**What the exercise asks**
Restate each entry shown beneath this instruction, keeping its wording intact.

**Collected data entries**
━━━
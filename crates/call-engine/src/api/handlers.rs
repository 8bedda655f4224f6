use axum::extract::{Path, Query, State};
use axum::http::{HeaderMap, StatusCode};
use axum::response::{IntoResponse, Response};
use axum::Json;
use serde::Deserialize;
use serde_json::json;
use tracing::{error, info, warn};

use crate::api::{agent_identity, AppState};
use crate::error::CallEngineError;
use crate::orchestrator::{
    AcceptOutcome, EndOutcome, EndRequest, EnqueueOutcome, StatusView, VoiceStatus, WaitingSession,
};
use crate::token::{CallToken, ROLE_CONSULTANT, ROLE_CUSTOMER};

/// Error body for hard failures
pub struct ApiError(CallEngineError);

impl From<CallEngineError> for ApiError {
    fn from(err: CallEngineError) -> Self {
        Self(err)
    }
}

impl IntoResponse for ApiError {
    fn into_response(self) -> Response {
        let (status, reason) = match &self.0 {
            CallEngineError::InvalidInput(_) => (StatusCode::BAD_REQUEST, "INVALID_INPUT"),
            CallEngineError::Store(_) => (StatusCode::SERVICE_UNAVAILABLE, "STORE_UNAVAILABLE"),
            _ => (StatusCode::INTERNAL_SERVER_ERROR, "INTERNAL_ERROR"),
        };
        if status.is_server_error() {
            error!(error = %self.0, "❌ Request failed");
        }
        (
            status,
            Json(json!({"ok": false, "reason": reason, "message": self.0.to_string()})),
        )
            .into_response()
    }
}

#[derive(Debug, Default, Deserialize)]
#[serde(rename_all = "camelCase")]
pub struct AgentQuery {
    pub consultant_id: Option<String>,
}

#[derive(Debug, Default, Deserialize)]
#[serde(rename_all = "camelCase")]
pub struct WaitingQuery {
    pub consultant_id: Option<String>,
    pub limit: Option<usize>,
}

#[derive(Debug, Deserialize)]
#[serde(rename_all = "camelCase")]
pub struct TokenRequest {
    pub session_id: String,
}

/// POST /api/call/voice/enqueue/:session_id
pub async fn enqueue(
    State(state): State<AppState>,
    Path(session_id): Path<String>,
) -> Json<EnqueueOutcome> {
    Json(state.orchestrator.enqueue(&session_id).await)
}

/// POST /api/call/voice/:session_id/end
pub async fn customer_end(
    State(state): State<AppState>,
    Path(session_id): Path<String>,
) -> Result<Json<EndOutcome>, ApiError> {
    let outcome = state.orchestrator.end(EndRequest::by_customer(session_id)).await?;
    Ok(Json(outcome))
}

/// GET /api/call/voice/:session_id/status
pub async fn status(
    State(state): State<AppState>,
    Path(session_id): Path<String>,
) -> Result<Json<StatusView>, ApiError> {
    Ok(Json(state.orchestrator.status(&session_id).await?))
}

/// GET /api/call/voice/:session_id/status-with-token
///
/// Same as `status`, plus a customer media token once the call is accepted.
pub async fn status_with_token(
    State(state): State<AppState>,
    Path(session_id): Path<String>,
) -> Result<Response, ApiError> {
    let view = state.orchestrator.status(&session_id).await?;
    if view.status != VoiceStatus::Accepted {
        return Ok(Json(view).into_response());
    }

    let token: CallToken = state.tokens.issue(&view.session_id, Some(ROLE_CUSTOMER)).await?;
    Ok(Json(json!({
        "ok": true,
        "sessionId": view.session_id,
        "status": view.status,
        "consultantId": view.consultant_id,
        "token": token,
    }))
    .into_response())
}

/// GET /cs/call/voice/waiting?limit=
pub async fn waiting(
    State(state): State<AppState>,
    headers: HeaderMap,
    Query(query): Query<WaitingQuery>,
) -> Result<Json<Vec<WaitingSession>>, Response> {
    let agent_id = agent_identity(&state, &headers, query.consultant_id.as_deref())
        .map_err(IntoResponse::into_response)?;
    let list = state
        .orchestrator
        .waiting_list(query.limit)
        .await
        .map_err(|e| ApiError(e).into_response())?;
    info!(agent_id = %agent_id, size = list.len(), "📋 Waiting list served");
    Ok(Json(list))
}

/// POST /cs/call/voice/:session_id/accept
pub async fn accept(
    State(state): State<AppState>,
    headers: HeaderMap,
    Path(session_id): Path<String>,
    Query(query): Query<AgentQuery>,
) -> Result<Json<AcceptOutcome>, Response> {
    let agent_id = agent_identity(&state, &headers, query.consultant_id.as_deref())
        .map_err(IntoResponse::into_response)?;
    Ok(Json(state.orchestrator.accept(&session_id, &agent_id).await))
}

/// POST /cs/call/voice/:session_id/end
pub async fn agent_end(
    State(state): State<AppState>,
    headers: HeaderMap,
    Path(session_id): Path<String>,
    Query(query): Query<AgentQuery>,
) -> Result<Json<EndOutcome>, Response> {
    let agent_id = agent_identity(&state, &headers, query.consultant_id.as_deref())
        .map_err(IntoResponse::into_response)?;
    let outcome = state
        .orchestrator
        .end(EndRequest::by_agent(session_id, agent_id))
        .await
        .map_err(|e| ApiError(e).into_response())?;
    Ok(Json(outcome))
}

/// POST /cs/call/token
///
/// The role is always `CONSULTANT`; agents cannot pick one.
pub async fn agent_token(
    State(state): State<AppState>,
    headers: HeaderMap,
    Query(query): Query<AgentQuery>,
    Json(request): Json<TokenRequest>,
) -> Result<Json<CallToken>, Response> {
    let agent_id = agent_identity(&state, &headers, query.consultant_id.as_deref())
        .map_err(IntoResponse::into_response)?;
    let token = state
        .tokens
        .issue(&request.session_id, Some(ROLE_CONSULTANT))
        .await
        .map_err(|e| ApiError(e).into_response())?;
    info!(agent_id = %agent_id, session_id = %request.session_id, "🎟️ Agent token issued");
    Ok(Json(token))
}

/// GET /health
pub async fn health(State(state): State<AppState>) -> Response {
    match state.orchestrator.store().ping().await {
        Ok(()) => Json(json!({
            "status": "ok",
            "agentsConnected": state.registry.agent_count(),
            "customersConnected": state.registry.customer_count(),
            "fanout": state.orchestrator.fanout().stats(),
        }))
        .into_response(),
        Err(e) => {
            warn!(error = %e, "⚠️ Health check failed");
            (
                StatusCode::SERVICE_UNAVAILABLE,
                Json(json!({"status": "unavailable", "error": e.to_string()})),
            )
                .into_response()
        }
    }
}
━━━
**Exercise solution**
filename crates/call-engine/src/api/handlers.rs
repository 8bedda655f4224f6
use axum::extract::{Path, Query, State};
use axum::http::{HeaderMap, StatusCode};
use axum::response::{IntoResponse, Response};
use axum::Json;
use serde::Deserialize;
use serde_json::json;
use tracing::{error, info, warn};

use crate::api::{agent_identity, AppState};
use crate::error::CallEngineError;
use crate::orchestrator::{
    AcceptOutcome, EndOutcome, EndRequest, EnqueueOutcome, StatusView, VoiceStatus, WaitingSession,
};
use crate::token::{CallToken, ROLE_CONSULTANT, ROLE_CUSTOMER};

/// Error body for hard failures
pub struct ApiError(CallEngineError);

impl From<CallEngineError> for ApiError {
    fn from(err: CallEngineError) -> Self {
        Self(err)
    }
}

impl IntoResponse for ApiError {
    fn into_response(self) -> Response {
        let (status, reason) = match &self.0 {
            CallEngineError::InvalidInput(_) => (StatusCode::BAD_REQUEST, "INVALID_INPUT"),
            CallEngineError::Store(_) => (StatusCode::SERVICE_UNAVAILABLE, "STORE_UNAVAILABLE"),
            _ => (StatusCode::INTERNAL_SERVER_ERROR, "INTERNAL_ERROR"),
        };
        if status.is_server_error() {
            error!(error = %self.0, "❌ Request failed");
        }
        (
            status,
            Json(json!({"ok": false, "reason": reason, "message": self.0.to_string()})),
        )
            .into_response()
    }
}

#[derive(Debug, Default, Deserialize)]
#[serde(rename_all = "camelCase")]
pub struct AgentQuery {
    pub consultant_id: Option<String>,
}

#[derive(Debug, Default, Deserialize)]
#[serde(rename_all = "camelCase")]
pub struct WaitingQuery {
    pub consultant_id: Option<String>,
    pub limit: Option<usize>,
}

#[derive(Debug, Deserialize)]
#[serde(rename_all = "camelCase")]
pub struct TokenRequest {
    pub session_id: String,
}

/// POST /api/call/voice/enqueue/:session_id
pub async fn enqueue(
    State(state): State<AppState>,
    Path(session_id): Path<String>,
) -> Json<EnqueueOutcome> {
    Json(state.orchestrator.enqueue(&session_id).await)
}

/// POST /api/call/voice/:session_id/end
pub async fn customer_end(
    State(state): State<AppState>,
    Path(session_id): Path<String>,
) -> Result<Json<EndOutcome>, ApiError> {
    let outcome = state.orchestrator.end(EndRequest::by_customer(session_id)).await?;
    Ok(Json(outcome))
}

/// GET /api/call/voice/:session_id/status
pub async fn status(
    State(state): State<AppState>,
    Path(session_id): Path<String>,
) -> Result<Json<StatusView>, ApiError> {
    Ok(Json(state.orchestrator.status(&session_id).await?))
}

/// GET /api/call/voice/:session_id/status-with-token
///
/// Same as `status`, plus a customer media token once the call is accepted.
pub async fn status_with_token(
    State(state): State<AppState>,
    Path(session_id): Path<String>,
) -> Result<Response, ApiError> {
    let view = state.orchestrator.status(&session_id).await?;
    if view.status != VoiceStatus::Accepted {
        return Ok(Json(view).into_response());
    }

    let token: CallToken = state.tokens.issue(&view.session_id, Some(ROLE_CUSTOMER)).await?;
    Ok(Json(json!({
        "ok": true,
        "sessionId": view.session_id,
        "status": view.status,
        "consultantId": view.consultant_id,
        "token": token,
    }))
    .into_response())
}

/// GET /cs/call/voice/waiting?limit=
pub async fn waiting(
    State(state): State<AppState>,
    headers: HeaderMap,
    Query(query): Query<WaitingQuery>,
) -> Result<Json<Vec<WaitingSession>>, Response> {
    let agent_id = agent_identity(&state, &headers, query.consultant_id.as_deref())
        .map_err(IntoResponse::into_response)?;
    let list = state
        .orchestrator
        .waiting_list(query.limit)
        .await
        .map_err(|e| ApiError(e).into_response())?;
    info!(agent_id = %agent_id, size = list.len(), "📋 Waiting list served");
    Ok(Json(list))
}

/// POST /cs/call/voice/:session_id/accept
pub async fn accept(
    State(state): State<AppState>,
    headers: HeaderMap,
    Path(session_id): Path<String>,
    Query(query): Query<AgentQuery>,
) -> Result<Json<AcceptOutcome>, Response> {
    let agent_id = agent_identity(&state, &headers, query.consultant_id.as_deref())
        .map_err(IntoResponse::into_response)?;
    Ok(Json(state.orchestrator.accept(&session_id, &agent_id).await))
}

/// POST /cs/call/voice/:session_id/end
pub async fn agent_end(
    State(state): State<AppState>,
    headers: HeaderMap,
    Path(session_id): Path<String>,
    Query(query): Query<AgentQuery>,
) -> Result<Json<EndOutcome>, Response> {
    let agent_id = agent_identity(&state, &headers, query.consultant_id.as_deref())
        .map_err(IntoResponse::into_response)?;
    let outcome = state
        .orchestrator
        .end(EndRequest::by_agent(session_id, agent_id))
        .await
        .map_err(|e| ApiError(e).into_response())?;
    Ok(Json(outcome))
}

/// POST /cs/call/token
///
/// The role is always `CONSULTANT`; agents cannot pick one.
pub async fn agent_token(
    State(state): State<AppState>,
    headers: HeaderMap,
    Query(query): Query<AgentQuery>,
    Json(request): Json<TokenRequest>,
) -> Result<Json<CallToken>, Response> {
    let agent_id = agent_identity(&state, &headers, query.consultant_id.as_deref())
        .map_err(IntoResponse::into_response)?;
    let token = state
        .tokens
        .issue(&request.session_id, Some(ROLE_CONSULTANT))
        .await
        .map_err(|e| ApiError(e).into_response())?;
    info!(agent_id = %agent_id, session_id = %request.session_id, "🎟️ Agent token issued");
    Ok(Json(token))
}

/// GET /health
pub async fn health(State(state): State<AppState>) -> Response {
    match state.orchestrator.store().ping().await {
        Ok(()) => Json(json!({
            "status": "ok",
            "agentsConnected": state.registry.agent_count(),
            "customersConnected": state.registry.customer_count(),
            "fanout": state.orchestrator.fanout().stats(),
        }))
        .into_response(),
        Err(e) => {
            warn!(error = %e, "⚠️ Health check failed");
            (
                StatusCode::SERVICE_UNAVAILABLE,
                Json(json!({"status": "unavailable", "error": e.to_string()})),
            )
                .into_response()
        }
    }
}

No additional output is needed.